Data for review START

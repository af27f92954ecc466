use thiserror::Error;

use crate::Id;

/// Errors raised while building or solving the scheduling CSP.
#[derive(Debug, Error, Clone, PartialEq, Eq)]
pub enum CspError {
    #[error("event {0} is already a variable of this problem")]
    DuplicateEvent(Id),

    #[error("event {0} is not a variable of this problem")]
    UnknownEvent(Id),

    #[error("schedule is infeasible: the domain of event {0} became empty")]
    EmptyDomain(Id),

    #[error("schedule is infeasible: backtracking exhausted every assignment")]
    Exhausted,
}
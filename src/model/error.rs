use thiserror::Error;

use crate::interval::WindowError;

/// Errors raised by task construction.
#[derive(Debug, Error, Clone, PartialEq, Eq)]
pub enum TaskError {
    #[error("task title must not be empty")]
    EmptyTitle,

    #[error(transparent)]
    Window(#[from] WindowError),
}

/// Error raised when an event priority weight falls outside `[0, 25]`.
#[derive(Debug, Error, Clone, PartialEq)]
pub enum WeightError {
    #[error("priority weight {value} is outside the allowed range 0..=25")]
    OutOfRange { value: f64 },
}
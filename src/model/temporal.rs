//! Task with a nominal placement and flexible candidate intervals.

use chrono::{DateTime, TimeDelta, Utc};

use super::error::TaskError;
use super::task::Task;
use crate::interval::{IntervalSet, TimeInterval, WindowError};

/// A task bound to time: a nominal slot `[start, end]`, an optional outer
/// window `[startline, deadline]`, and the set of candidate intervals in
/// which it may legally be placed.
///
/// # Invariants
///
/// - `start <= end` and `end - start >= 5 s`
/// - `startline <= start` and `end <= deadline` when those bounds exist
/// - every candidate interval lies within `[startline, deadline]`
/// - candidates are pairwise disjoint (overlapping additions are merged)
/// - the nominal `[start, end]` is always contained in some candidate
#[derive(Debug, Clone, PartialEq, Eq)]
pub struct TemporalTask {
    task: Task,
    start: DateTime<Utc>,
    end: DateTime<Utc>,
    startline: Option<DateTime<Utc>>,
    intervals: IntervalSet,
}

impl TemporalTask {
    /// Minimum span, in seconds, of the nominal slot and of the outer
    /// window.
    pub const MIN_SPAN_SECONDS: i64 = 5;

    /// Creates a temporal task, validating every invariant before any
    /// state is built. Supplied candidates are merged in order, then the
    /// nominal `[start, end]` is added as a candidate of its own.
    pub fn new(
        title: impl Into<String>,
        description: impl Into<String>,
        start: DateTime<Utc>,
        end: DateTime<Utc>,
        startline: Option<DateTime<Utc>>,
        deadline: Option<DateTime<Utc>>,
        intervals: Option<Vec<TimeInterval>>,
    ) -> Result<Self, TaskError> {
        let task = Task::new(title, description, deadline)?;

        if start > end {
            return Err(WindowError::StartAfterEnd { start, end }.into());
        }
        if end - start < Self::min_span() {
            return Err(WindowError::BelowMinimumDuration {
                got_seconds: (end - start).num_seconds(),
            }
            .into());
        }
        if let Some(startline) = startline {
            if start < startline {
                return Err(WindowError::StartBeforeStartline { start, startline }.into());
            }
        }
        if let Some(deadline) = deadline {
            if end > deadline {
                return Err(WindowError::EndAfterDeadline { end, deadline }.into());
            }
        }
        if let (Some(startline), Some(deadline)) = (startline, deadline) {
            if deadline - startline < Self::min_span() {
                return Err(WindowError::WindowTooNarrow { startline, deadline }.into());
            }
        }

        let mut temporal = Self {
            task,
            start,
            end,
            startline,
            intervals: IntervalSet::new(),
        };
        for interval in intervals.unwrap_or_default() {
            temporal.add_schedule_interval(interval)?;
        }
        temporal.add_schedule_interval(TimeInterval::new(start, end)?)?;
        Ok(temporal)
    }

    fn min_span() -> TimeDelta {
        TimeDelta::seconds(Self::MIN_SPAN_SECONDS)
    }

    pub fn task(&self) -> &Task {
        &self.task
    }

    pub fn title(&self) -> &str {
        self.task.title()
    }

    pub fn description(&self) -> &str {
        self.task.description()
    }

    pub fn start(&self) -> DateTime<Utc> {
        self.start
    }

    pub fn end(&self) -> DateTime<Utc> {
        self.end
    }

    pub fn startline(&self) -> Option<DateTime<Utc>> {
        self.startline
    }

    pub fn deadline(&self) -> Option<DateTime<Utc>> {
        self.task.deadline()
    }

    pub fn is_completed(&self) -> bool {
        self.task.is_completed()
    }

    pub fn set_completed(&mut self) {
        self.task.set_completed();
    }

    /// The nominal duration `end - start`.
    pub fn duration(&self) -> TimeDelta {
        self.end - self.start
    }

    /// The nominal placement slot `[start, end]`.
    pub fn time_slot(&self) -> TimeInterval {
        TimeInterval::from_ordered_unchecked(self.start, self.end)
    }

    /// The candidate placement intervals, pairwise disjoint, sorted by
    /// start.
    pub fn schedule_intervals(&self) -> &IntervalSet {
        &self.intervals
    }

    /// Adds a candidate placement interval.
    ///
    /// All existing candidates overlapping `interval` are replaced by the
    /// single merged hull. The merged hull cannot escape the outer window:
    /// every merged member was individually validated inside it, and the
    /// hull endpoints are the min/max of member endpoints.
    ///
    /// # Errors
    ///
    /// Returns [`WindowError::OutsideWindow`] if `interval` leaves
    /// `[startline, deadline]`.
    pub fn add_schedule_interval(&mut self, interval: TimeInterval) -> Result<(), WindowError> {
        if let Some(startline) = self.startline {
            if interval.start() < startline {
                return Err(WindowError::OutsideWindow { interval });
            }
        }
        if let Some(deadline) = self.task.deadline() {
            if interval.end() > deadline {
                return Err(WindowError::OutsideWindow { interval });
            }
        }

        let merged = self.intervals.push(interval);
        debug_assert!(
            self.startline.map_or(true, |s| s <= merged.start())
                && self.task.deadline().map_or(true, |d| merged.end() <= d),
            "merged candidate escaped the startline/deadline window"
        );
        Ok(())
    }
}

#[cfg(test)]
mod tests {
    use super::*;
    use crate::test_utils::{iv, ts};

    fn make(
        start: (u32, u32),
        end: (u32, u32),
        startline: Option<(u32, u32)>,
        deadline: Option<(u32, u32)>,
        intervals: Option<Vec<TimeInterval>>,
    ) -> Result<TemporalTask, TaskError> {
        TemporalTask::new(
            "task",
            "",
            ts(start.0, start.1),
            ts(end.0, end.1),
            startline.map(|(h, m)| ts(h, m)),
            deadline.map(|(h, m)| ts(h, m)),
            intervals,
        )
    }

    #[test]
    fn nominal_slot_becomes_a_candidate() {
        let task = make((9, 0), (10, 0), None, None, None).unwrap();
        assert_eq!(task.schedule_intervals().as_slice(), &[iv(9, 0, 10, 0)]);
        assert_eq!(task.time_slot(), iv(9, 0, 10, 0));
        assert_eq!(task.duration(), TimeDelta::hours(1));
    }

    #[test]
    fn rejects_start_after_end() {
        let err = make((10, 0), (9, 0), None, None, None).unwrap_err();
        assert!(matches!(
            err,
            TaskError::Window(WindowError::StartAfterEnd { .. })
        ));
    }

    #[test]
    fn rejects_slot_below_five_seconds() {
        let start = ts(9, 0);
        let err = TemporalTask::new("t", "", start, start + TimeDelta::seconds(4), None, None, None)
            .unwrap_err();
        assert!(matches!(
            err,
            TaskError::Window(WindowError::BelowMinimumDuration { got_seconds: 4 })
        ));
    }

    #[test]
    fn rejects_start_before_startline() {
        let err = make((9, 0), (10, 0), Some((9, 30)), None, None).unwrap_err();
        assert!(matches!(
            err,
            TaskError::Window(WindowError::StartBeforeStartline { .. })
        ));
    }

    #[test]
    fn rejects_end_after_deadline() {
        let err = make((9, 0), (10, 0), None, Some((9, 30)), None).unwrap_err();
        assert!(matches!(
            err,
            TaskError::Window(WindowError::EndAfterDeadline { .. })
        ));
    }

    #[test]
    fn rejects_candidate_outside_window() {
        let err = make(
            (9, 0),
            (10, 0),
            Some((8, 0)),
            Some((12, 0)),
            Some(vec![iv(12, 30, 13, 0)]),
        )
        .unwrap_err();
        assert!(matches!(
            err,
            TaskError::Window(WindowError::OutsideWindow { .. })
        ));
    }

    #[test]
    fn overlapping_additions_merge_into_hull() {
        // Nominal [10:00, 10:10] plus [10:05, 10:20] and [10:30, 10:40]
        // yields exactly two candidates.
        let task = make(
            (10, 0),
            (10, 10),
            None,
            None,
            Some(vec![iv(10, 5, 10, 20), iv(10, 30, 10, 40)]),
        )
        .unwrap();
        assert_eq!(
            task.schedule_intervals().as_slice(),
            &[iv(10, 0, 10, 20), iv(10, 30, 10, 40)]
        );
    }

    #[test]
    fn candidates_round_trip_to_merged_union() {
        let supplied = vec![iv(6, 0, 7, 0), iv(7, 30, 8, 0)];
        let task = make((7, 0), (7, 30), None, None, Some(supplied)).unwrap();
        // The nominal slot touches both supplied candidates, so all three
        // merge into one hull.
        assert_eq!(task.schedule_intervals().as_slice(), &[iv(6, 0, 8, 0)]);
        let slot = task.time_slot();
        assert!(task
            .schedule_intervals()
            .iter()
            .any(|candidate| candidate.contains_interval(&slot)));
    }

    #[test]
    fn add_schedule_interval_enforces_window_after_construction() {
        let mut task = make((9, 0), (10, 0), Some((8, 0)), Some((12, 0)), None).unwrap();
        task.add_schedule_interval(iv(11, 0, 11, 30)).unwrap();
        assert!(task.add_schedule_interval(iv(7, 0, 7, 30)).is_err());
        assert_eq!(
            task.schedule_intervals().as_slice(),
            &[iv(9, 0, 10, 0), iv(11, 0, 11, 30)]
        );
    }
}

Data for review END

### What the task requires
Nothing but the lines from the beginning of the records through the line with "pub enum WeightError" should appear, each printed exactly.

### Solution for this problem
repository af27f92954ecc466
use thiserror::Error;

use crate::Id;

/// Errors raised while building or solving the scheduling CSP.
#[derive(Debug, Error, Clone, PartialEq, Eq)]
pub enum CspError {
    #[error("event {0} is already a variable of this problem")]
    DuplicateEvent(Id),

    #[error("event {0} is not a variable of this problem")]
    UnknownEvent(Id),

    #[error("schedule is infeasible: the domain of event {0} became empty")]
    EmptyDomain(Id),

    #[error("schedule is infeasible: backtracking exhausted every assignment")]
    Exhausted,
}
filename src/model/error.rs
use thiserror::Error;

use crate::interval::WindowError;

/// Errors raised by task construction.
#[derive(Debug, Error, Clone, PartialEq, Eq)]
pub enum TaskError {
    #[error("task title must not be empty")]
    EmptyTitle,

    #[error(transparent)]
    Window(#[from] WindowError),
}

/// Error raised when an event priority weight falls outside `[0, 25]`.
#[derive(Debug, Error, Clone, PartialEq)]
pub enum WeightError {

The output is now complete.